I know of one Native boxer dude who was drunk one night (shame on him!!!) and got into a heated argument with 2 Black guys.  This happened on a public bus.


The
2 Black guys and him get into an actual fight, Native guy connects a jab i think to one of the Black guy's nose and you hear a *Crunch!!!* and the Black guy staggers back on wobbly knees.  The other Black guy somehow got the Native friend of mines with a hit to his ribs which, fractured them(left side of his body).

This was when the Native guy was "Drunk".  Picture what he would have been capable of if he was sober.  This Native guy told me though, he was a street fighter first, a boxer second... whatever he means by that.

All in all, we have one big Black guy with a broken nose, 1 Native guy with fractured ribs, and a 3rd Black guy with average injuries.
So depending on the boxer's skill, yeah boxing can help you be a deadly fighter on the streets.  
I'm sure even an average or lesser boxer in the amateur ranks can handle him/herself well on the streets of real life.


----------



## Jagermeister (Feb 9, 2006)

lol - a native and 2 black guys.  I love how the descriptions in stories like this are pretty much race, and that's it.  I'm not criticizing you, Ric, just social commentary, I guess.


----------



## Ric Flair (Feb 9, 2006)

Jagermeister said:
			
		

> lol - a native and 2 black guys. I love how the descriptions in stories like this are pretty much race, and that's it. I'm not criticizing you, Ric, just social commentary, I guess.


 
Yeah i was just trying to make it a bit more detailed.  Didn't mean to make it a racial issue.  

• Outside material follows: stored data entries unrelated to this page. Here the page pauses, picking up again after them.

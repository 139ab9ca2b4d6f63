use crate::{
    controller::{CaptureMode, Controller, WINDOW_TITLE},
    hotkeys::HotkeyListener,
    job::ClickJob,
    platform::EnigoPointer,
    session::{Session, READOUT_INTERVAL},
    settings::SettingsStore,
};
use eframe::egui::{self, Color32};
use parking_lot::Mutex;
use rand::{rngs::StdRng, SeedableRng};
use std::{sync::Arc, time::Instant};

// -------------- UI State --------------
pub struct ClickerApp {
    session: Arc<Mutex<Session<EnigoPointer>>>,
    job: ClickJob,
    shown_title: String,
}

impl ClickerApp {
    pub fn new(cc: &eframe::CreationContext<'_>, store: Option<SettingsStore>) -> Self {
        let mut controller = Controller::new(EnigoPointer::new());
        if let Some(store) = &store {
            controller.load(store);
        }

        let session = Arc::new(Mutex::new(Session::new(
            controller,
            store,
            StdRng::from_entropy(),
            Instant::now(),
        )));

        let ctx = cc.egui_ctx.clone();
        let job = ClickJob::spawn(Arc::clone(&session), HotkeyListener::spawn(), move || {
            ctx.request_repaint()
        });

        Self { session, job, shown_title: WINDOW_TITLE.to_string() }
    }

    fn sync_title(&mut self, ctx: &egui::Context, title: String) {
        if title != self.shown_title {
            ctx.send_viewport_cmd(egui::ViewportCommand::Title(title.clone()));
            self.shown_title = title;
        }
    }
}

fn draw_form(ui: &mut egui::Ui, session: &mut Session<EnigoPointer>) {
    let (cur_x, cur_y) = session.readout();
    let controller = &mut session.controller;
    let mode = controller.mode();

    egui::Grid::new("settings").num_columns(4).spacing([12.0, 6.0]).show(ui, |ui| {
        ui.label("Current X:");
        ui.monospace(cur_x.to_string());
        ui.label("Current Y:");
        ui.monospace(cur_y.to_string());
        ui.end_row();

        let form = &mut controller.form;
        ui.label("Min Delay:");
        text_field(ui, &mut form.min_delay);
        ui.label("Max Delay:");
        text_field(ui, &mut form.max_delay);
        ui.end_row();

        ui.label("Width:");
        text_field(ui, &mut form.jitter_width);
        ui.label("Height:");
        text_field(ui, &mut form.jitter_height);
        ui.end_row();

        ui.label("Start X:");
        text_field(ui, &mut form.mark_x);
        ui.label("Start Y:");
        text_field(ui, &mut form.mark_y);
        ui.end_row();

        ui.label("Toggle Key:");
        let toggle_key = controller.settings().toggle_key.clone();
        if ui.selectable_label(mode == CaptureMode::AwaitingToggleKey, toggle_key).clicked() {
            controller.arm_toggle_rebind();
        }
        ui.label("");
        if ui.button("Update").clicked() {
            controller.commit_form();
        }
        ui.end_row();

        ui.label("Mark X,Y Key:");
        let mark_key = controller.settings().mark_key.clone();
        if ui.selectable_label(mode == CaptureMode::AwaitingMarkKey, mark_key).clicked() {
            controller.arm_mark_rebind();
        }
        ui.end_row();
    });

    ui.add_space(6.0);
    ui.colored_label(Color32::RED, controller.error());

    ui.horizontal(|ui| {
        ui.label("Turn on/off");
        if ui.button(controller.button_label()).clicked() {
            controller.toggle();
        }
    });
}

fn text_field(ui: &mut egui::Ui, text: &mut String) {
    ui.add(egui::TextEdit::singleline(text).desired_width(100.0));
}

impl eframe::App for ClickerApp {
    fn update(&mut self, ctx: &egui::Context, _frame: &mut eframe::Frame) {
        let title = {
            let mut session = self.session.lock();
            egui::CentralPanel::default().show(ctx, |ui| draw_form(ui, &mut session));

            if ctx.input(|i| i.viewport().close_requested()) && session.persist() {
                self.job.stop();
            }
            session.controller.title()
        };
        self.sync_title(ctx, title);

        // clicks and hotkeys run in the job; this only refreshes the readout
        ctx.request_repaint_after(READOUT_INTERVAL);
    }
}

If it was two gay guys fighting one Muslim guy i'm sure i would have mentioned it too.


----------



## searcher (Feb 10, 2006)

I have unfortunately used my boxing techniques on the street on several occasions.   It is unfortunate that it ever came to a fight in any of the situations.   The only reason I choose to use them on the street is that they tend to raise less questions by the bystanders and the police have an easier time letting you go than if you lay a kick, joint lock throw...on some guy you are having the altercation with.   To add to the story by RF, I have found it to be rather difficult to take an African-American out by hitting them in the head.   I am not demeaning them in any way, the average "black" person happen to have very strong necks.   This in turn makes it hard to get the whip-lash effect that is needed to knock them out.   On average it is much better to take them on the legs or in the body, if you have to fight.   JMHO and $0.02 worth..


----------



## Ric Flair (Feb 11, 2006)

Try the throat area.  Especially the adams apple.  Thats if you can get to it first.  

And like boxing, i've been taught the principle of "don't just hit once and let go and say sorry.  Hit the person 3-4 times all at once while countering his moving attacks."  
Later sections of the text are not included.